The 26th Tuesday in Ordinary Time
(Zechariah 8: 20-23, Luke 9:51-56)
“Let us go with you, for we have heard that God is with you” (Zech. 8:23). This verse reminded me of Pope Francis’s notion of evangelization by attraction, not coercion. Since the dawn of time, God has manifested his mercy and compassion towards us. Because we have been the objects of God’s mercy and loving compassion, we can show mercy and compassion to others. We have only to recall Jesus’s words, “Your love for one another will prove to the world that you are my disciples” (Jn. 13: 35). We are called to have an intimate relationship with the living Christ, head, and body. The Church attracts people by how its members live, not by what they say. If we strive to live peaceably with all people, especially with those with whom we disagree, people will desire to walk with us because they see that God is with us (CF. Zech. 8:23).
G. K. Chesterton wrote: “The Christian ideal has not been tried and found wanting. It has been found difficult and left untried” (What’s Wrong with the World). The great theological divide stems from our felt need to argue and debate the use of terms. Words are cheap, creating a meaningless void. I was reminded of a few lines written by William Shakespeare.

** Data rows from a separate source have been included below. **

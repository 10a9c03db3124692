// Common test utilities and helpers for all test modules
#![allow(dead_code)]

use axum::body::Body;
use axum::http::{header, Method, Request, Response};
use herd_gate::api::{build_router, AppState};
use herd_gate::auth::token::TokenIssuer;
use herd_gate::config::Config;
use herd_gate::core::models::TokenKind;
use serde_json::Value;

pub const CUSTOM_HEADER_VALUE: &str = "herd-device";

pub fn test_state() -> AppState {
    AppState::new(Config::test_config())
}

pub fn issuer() -> TokenIssuer {
    TokenIssuer::from_config(&Config::test_config())
}

pub fn access_token(subject: &str, role: &str) -> String {
    issuer()
        .issue(subject, role, Some("Test User"), TokenKind::Access)
        .unwrap()
}

pub fn farmer_token() -> String {
    access_token("farmer-1", "farmer")
}

pub fn admin_token() -> String {
    access_token("admin-1", "admin")
}

/// Request with an optional bearer token and JSON body
pub fn request(method: Method, uri: &str, token: Option<&str>, body: Option<Value>) -> Request<Body> {
    let mut builder = Request::builder().method(method).uri(uri);
    if let Some(token) = token {
        builder = builder.header(header::AUTHORIZATION, format!("Bearer {}", token));
    }
    match body {
        Some(json) => builder
            .header(header::CONTENT_TYPE, "application/json")
            .body(Body::from(json.to_string()))
            .unwrap(),
        None => builder.body(Body::empty()).unwrap(),
    }
}

pub async fn body_json(response: Response<Body>) -> Value {
    let bytes = axum::body::to_bytes(response.into_body(), usize::MAX)
        .await
        .unwrap();
    serde_json::from_slice(&bytes).unwrap()
}

/// Serve the real router on an ephemeral port; returns the API base URL
pub async fn spawn_server(state: AppState) -> String {
    let listener = tokio::net::TcpListener::bind("127.0.0.1:0").await.unwrap();
    let addr = listener.local_addr().unwrap();
    let router = build_router(state);
    tokio::spawn(async move {
        axum::serve(listener, router).await.unwrap();
    });
    format!("http://{}/api", addr)
}
// Middleware stack for observability and protection

use axum::{http::StatusCode, BoxError};
use tower_http::{
    classify::{ServerErrorsAsFailures, SharedClassifier},
    cors::CorsLayer,
    limit::RequestBodyLimitLayer,
    trace::TraceLayer,
};

/// Request/response tracing (method, path, status, latency)
pub fn tracing_layer() -> TraceLayer<SharedClassifier<ServerErrorsAsFailures>> {
    TraceLayer::new_for_http()
}

/// Returns 413 Payload Too Large when the body exceeds `limit_bytes`
pub fn body_size_limit_layer(limit_bytes: usize) -> RequestBodyLimitLayer {
    RequestBodyLimitLayer::new(limit_bytes)
}

/// The browser frontend is served from another origin and sends bearer tokens
pub fn cors_layer() -> CorsLayer {
    CorsLayer::permissive()
}

/// Convert errors raised by tower layers (timeout) into HTTP responses
pub async fn handle_layer_error(err: BoxError) -> (StatusCode, String) {
    if err.is::<tower::timeout::error::Elapsed>() {
        (StatusCode::REQUEST_TIMEOUT, "Request timed out".to_string())
    } else {
        (StatusCode::INTERNAL_SERVER_ERROR, err.to_string())
    }
}
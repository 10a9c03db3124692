// Fixed-value header check for device ingestion routes

use axum::{
    extract::{Request, State},
    http::HeaderMap,
    middleware::Next,
    response::{IntoResponse, Response},
};
use std::sync::Arc;
use subtle::ConstantTimeEq;
use tracing::warn;

use crate::core::errors::GateError;

pub const CUSTOM_HEADER: &str = "x-custom-header";

#[derive(Debug, Clone)]
pub struct CustomHeaderState {
    expected: String,
}

impl CustomHeaderState {
    pub fn new(expected: impl Into<String>) -> Self {
        Self {
            expected: expected.into(),
        }
    }

    /// Constant-time equality against the expected literal
    pub fn matches(&self, headers: &HeaderMap) -> bool {
        headers
            .get(CUSTOM_HEADER)
            .map(|v| bool::from(v.as_bytes().ct_eq(self.expected.as_bytes())))
            .unwrap_or(false)
    }
}

/// Reject with 400 unless `X-Custom-Header` carries the expected value
pub async fn require_custom_header(
    State(state): State<Arc<CustomHeaderState>>,
    request: Request,
    next: Next,
) -> Response {
    if !state.matches(request.headers()) {
        warn!(path = %request.uri().path(), "Custom header check failed");
        return GateError::BadCustomHeader.into_response();
    }

    next.run(request).await
}
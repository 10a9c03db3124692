// Per-resource call functions grouped by API area

use serde::de::DeserializeOwned;
use std::sync::Arc;
use std::time::Duration;
use tracing::error;

pub mod admin;
pub mod auth;
pub mod chat;
pub mod community;
pub mod devices;
pub mod files;
pub mod pigs;
pub mod vet;

pub use admin::AdminService;
pub use auth::AuthService;
pub use chat::ChatService;
pub use community::CommunityService;
pub use devices::DeviceService;
pub use files::FileService;
pub use pigs::PigService;
pub use vet::VetService;

use super::api_client::ApiClient;
use super::error::{ClientError, ClientResult};
use super::interceptors::Navigator;
use super::payload::{decode_items, extract_collection, unwrap_data};
use super::session::Session;
use crate::config::Config;

/// One service per resource group, all sharing a session
#[derive(Debug, Clone)]
pub struct ApiClients {
    pub auth: AuthService,
    pub pigs: PigService,
    pub devices: DeviceService,
    pub vet: VetService,
    pub admin: AdminService,
    pub chat: ChatService,
    pub community: CommunityService,
    pub files: FileService,
}

impl ApiClients {
    /// Build every group client under `api_base_url`
    pub fn new(
        api_base_url: &str,
        timeout: Duration,
        session: Session,
        navigator: Arc<dyn Navigator>,
    ) -> ClientResult<Self> {
        let base = api_base_url.trim_end_matches('/');
        let group = |prefix: &str| -> ClientResult<ApiClient> {
            let url = if prefix.is_empty() {
                base.to_string()
            } else {
                format!("{}/{}", base, prefix)
            };
            ApiClient::new(&url, timeout, session.clone(), navigator.clone())
        };

        Ok(Self {
            auth: AuthService::new(group("auth")?, session.clone()),
            pigs: PigService::new(group("")?),
            devices: DeviceService::new(group("")?),
            vet: VetService::new(group("")?),
            admin: AdminService::new(group("admin")?),
            chat: ChatService::new(group("")?),
            community: CommunityService::new(group("")?),
            files: FileService::new(group("files")?),
        })
    }

    pub fn from_config(
        config: &Config,
        session: Session,
        navigator: Arc<dyn Navigator>,
    ) -> ClientResult<Self> {
        Self::new(
            &config.api_base_url,
            Duration::from_secs(config.client_timeout_secs),
            session,
            navigator,
        )
    }
}

/// Log a failed call with whatever the server told us
pub(crate) fn log_failure(operation: &str, err: &ClientError) {
    error!(
        operation = operation,
        error = %err,
        status = ?err.status(),
        response_body = err.body().unwrap_or(""),
        "API call failed"
    );
}

/// Log and pass the error through unchanged
pub(crate) fn reraise<T>(operation: &str, result: ClientResult<T>) -> ClientResult<T> {
    if let Err(ref e) = result {
        log_failure(operation, e);
    }
    result
}

/// GET a collection; any failure reads as an empty list
pub(crate) async fn fetch_list<T: DeserializeOwned>(
    client: &ApiClient,
    path: &str,
    field: Option<&str>,
    operation: &str,
) -> Vec<T> {
    match client.get(path).await {
        Ok(payload) => decode_items(extract_collection(payload, field), operation),
        Err(e) => {
            log_failure(operation, &e);
            Vec::new()
        }
    }
}

/// Decode a single record, unwrapping a `data` envelope
pub(crate) fn decode_record<T: DeserializeOwned>(payload: serde_json::Value) -> ClientResult<T> {
    serde_json::from_value(unwrap_data(payload)).map_err(|e| ClientError::Decode(e.to_string()))
}
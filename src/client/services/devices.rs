// Monitoring devices and the telemetry they report

use crate::client::api_client::ApiClient;
use crate::client::error::ClientResult;
use crate::client::models::{Device, TelemetryReading};

use super::{decode_record, fetch_list, reraise};

#[derive(Debug, Clone)]
pub struct DeviceService {
    client: ApiClient,
}

impl DeviceService {
    pub fn new(client: ApiClient) -> Self {
        Self { client }
    }

    pub fn client(&self) -> &ApiClient {
        &self.client
    }

    pub async fn list_devices(&self) -> Vec<Device> {
        fetch_list(&self.client, "devices", Some("devices"), "list_devices").await
    }

    pub async fn get_device(&self, id: &str) -> ClientResult<Device> {
        let result = self.client.get(&format!("devices/{}", id)).await;
        reraise("get_device", result.and_then(decode_record))
    }

    pub async fn create_device(&self, device: &Device) -> ClientResult<Device> {
        let result = self.client.post("devices", device).await;
        reraise("create_device", result.and_then(decode_record))
    }

    pub async fn update_device(&self, id: &str, device: &Device) -> ClientResult<Device> {
        let result = self.client.put(&format!("devices/{}", id), device).await;
        reraise("update_device", result.and_then(decode_record))
    }

    pub async fn delete_device(&self, id: &str) -> ClientResult<()> {
        let result = self.client.delete(&format!("devices/{}", id)).await;
        reraise("delete_device", result.map(|_| ()))
    }

    pub async fn list_telemetry(&self, device_id: &str) -> Vec<TelemetryReading> {
        let path = format!("devices/{}/telemetry", device_id);
        fetch_list(&self.client, &path, Some("telemetry"), "list_telemetry").await
    }
}
// Direct conversations between users

use serde_json::json;

use crate::client::api_client::ApiClient;
use crate::client::error::ClientResult;
use crate::client::models::{Conversation, Message};

use super::{decode_record, fetch_list, reraise};

#[derive(Debug, Clone)]
pub struct ChatService {
    client: ApiClient,
}

impl ChatService {
    pub fn new(client: ApiClient) -> Self {
        Self { client }
    }

    pub fn client(&self) -> &ApiClient {
        &self.client
    }

    pub async fn list_conversations(&self) -> Vec<Conversation> {
        fetch_list(&self.client, "conversations", Some("conversations"), "list_conversations").await
    }

    pub async fn list_messages(&self, conversation_id: &str) -> Vec<Message> {
        let path = format!("conversations/{}/messages", conversation_id);
        fetch_list(&self.client, &path, Some("messages"), "list_messages").await
    }

    pub async fn send_message(&self, conversation_id: &str, content: &str) -> ClientResult<Message> {
        let path = format!("conversations/{}/messages", conversation_id);
        let result = self.client.post(&path, &json!({ "content": content })).await;
        reraise("send_message", result.and_then(decode_record))
    }
}
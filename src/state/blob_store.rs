// In-memory store for uploaded file bodies

use async_trait::async_trait;
use std::collections::HashMap;
use tokio::sync::RwLock;

use crate::api::{BlobStore, StoredBlob};
use crate::core::errors::ServiceError;

/// File bodies keyed by the id of their metadata document
#[derive(Debug, Default)]
pub struct InMemoryBlobStore {
    blobs: RwLock<HashMap<String, StoredBlob>>,
}

impl InMemoryBlobStore {
    pub fn new() -> Self {
        Self::default()
    }
}

#[async_trait]
impl BlobStore for InMemoryBlobStore {
    async fn put(&self, id: &str, blob: StoredBlob) -> Result<(), ServiceError> {
        self.blobs.write().await.insert(id.to_string(), blob);
        Ok(())
    }

    async fn get(&self, id: &str) -> Result<Option<StoredBlob>, ServiceError> {
        Ok(self.blobs.read().await.get(id).cloned())
    }

    async fn delete(&self, id: &str) -> Result<bool, ServiceError> {
        Ok(self.blobs.write().await.remove(id).is_some())
    }
}
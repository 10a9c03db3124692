// Unit tests for the token gate decision

use herd_gate::auth::decision::{check_request, extract_bearer};
use herd_gate::auth::token::{JwtVerifier, TokenVerifier};
use herd_gate::config::Config;
use herd_gate::core::errors::GateError;
use herd_gate::core::models::{Claims, RouteAccess, TokenKind};

use crate::common;

fn verifier() -> JwtVerifier {
    JwtVerifier::from_config(&Config::test_config())
}

fn header(token: &str) -> String {
    format!("Bearer {}", token)
}

#[test]
fn test_missing_header_is_missing_token() {
    let result = check_request(None, &verifier(), RouteAccess::Authenticated);
    assert_eq!(result.unwrap_err(), GateError::MissingToken);
}

#[test]
fn test_wrong_scheme_is_missing_token() {
    let result = check_request(Some("Basic abc"), &verifier(), RouteAccess::Authenticated);
    assert_eq!(result.unwrap_err(), GateError::MissingToken);
}

#[test]
fn test_garbage_token_is_invalid() {
    let result = check_request(Some("Bearer not.a.jwt"), &verifier(), RouteAccess::Authenticated);
    assert_eq!(result.unwrap_err(), GateError::InvalidToken);
}

#[test]
fn test_expired_token_is_invalid() {
    let now = chrono::Utc::now().timestamp();
    let token = common::issuer()
        .sign(&Claims {
            sub: "farmer-1".to_string(),
            role: "farmer".to_string(),
            exp: now - 3600,
            iat: Some(now - 7200),
            jti: None,
            iss: None,
            name: None,
            typ: TokenKind::Access,
        })
        .unwrap();

    let result = check_request(Some(&header(&token)), &verifier(), RouteAccess::Authenticated);
    assert_eq!(result.unwrap_err(), GateError::InvalidToken);
}

#[test]
fn test_farmer_passes_bearer_gate_but_not_admin_gate() {
    let token = common::farmer_token();

    let claims = check_request(Some(&header(&token)), &verifier(), RouteAccess::Authenticated).unwrap();
    assert_eq!(claims.sub, "farmer-1");
    assert_eq!(claims.role, "farmer");

    let result = check_request(Some(&header(&token)), &verifier(), RouteAccess::AdminOnly);
    assert_eq!(result.unwrap_err(), GateError::Forbidden);
}

#[test]
fn test_admin_passes_admin_gate() {
    let token = common::admin_token();
    let claims = check_request(Some(&header(&token)), &verifier(), RouteAccess::AdminOnly).unwrap();
    assert!(claims.is_admin());
}

#[test]
fn test_role_match_is_exact() {
    let token = common::access_token("u", "Admin");
    let result = check_request(Some(&header(&token)), &verifier(), RouteAccess::AdminOnly);
    assert_eq!(result.unwrap_err(), GateError::Forbidden);
}

#[test]
fn test_refresh_token_rejected_as_access_token() {
    let refresh = common::issuer()
        .issue("farmer-1", "farmer", None, TokenKind::Refresh)
        .unwrap();
    assert_eq!(verifier().verify(&refresh).unwrap_err(), GateError::InvalidToken);
    assert!(verifier().verify_refresh(&refresh).is_ok());
}

#[test]
fn test_extract_bearer_variants() {
    assert_eq!(extract_bearer(Some("Bearer abc")), Some("abc"));
    assert_eq!(extract_bearer(Some("bearer abc")), Some("abc"));
    assert_eq!(extract_bearer(Some("Bearer")), None);
    assert_eq!(extract_bearer(Some("Bearer a b")), None);
    assert_eq!(extract_bearer(Some("")), None);
    assert_eq!(extract_bearer(None), None);
}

“Life’s but a walking shadow, a poor player That struts and frets his hour upon the stage And then is heard no more: it is a tale Told by an idiot, full of sound and fury, Signifying nothing.” (Macbeth, Act 5, Scene 5)
The Christian vocation is a lived experience, springing from a life-changing encounter with the Living Word. When Nathanael asked if anything good could come from Nazareth, Philip simply invited him to come and see (CF, Jn. 1:46). I find Philip’s response quite interesting. He does not bluster with meaningless sound and fury. He simply invites Nathanael to join him on the journey to Jesus and learn for himself. I guess that Nathaniel could make the words of the prophet Zechariah his own. “Let me go with you, for I have heard that God is with you” (CF. Zech. 8:23).
What makes Christianity so challenging is that it does not give us a package of ready-made answers. Rather, it invites us to become engaged in a life-transforming relationship. Because we are invited to make the journey without a map and GPS coordinates we have to walk by faith. Recall the answer the first disciples got when they asked Jesus where he was staying. “Come and see” (Jn. 1:39). Saint John tells us that they abandoned their previous plans, accepted his challenge, and spent the rest of the day with him. That journey made all the difference. The disciples’ response is similar to that of Jesus’s ancestor, Ruth to her mother-in-law Naomi. “Wherever you go I will go, and where you stay I will stay. Your people will be my people and your God will be my God” (Ruth 1:16) . They looked for an answer and encountered the mystery of God’s infinite mercy, and that encounter made all the difference. When we respond to the invitation of love, then Christianity will have been tried and not found wanting. People will want to walk arm-in-arm with us as we journey to our Father’s house.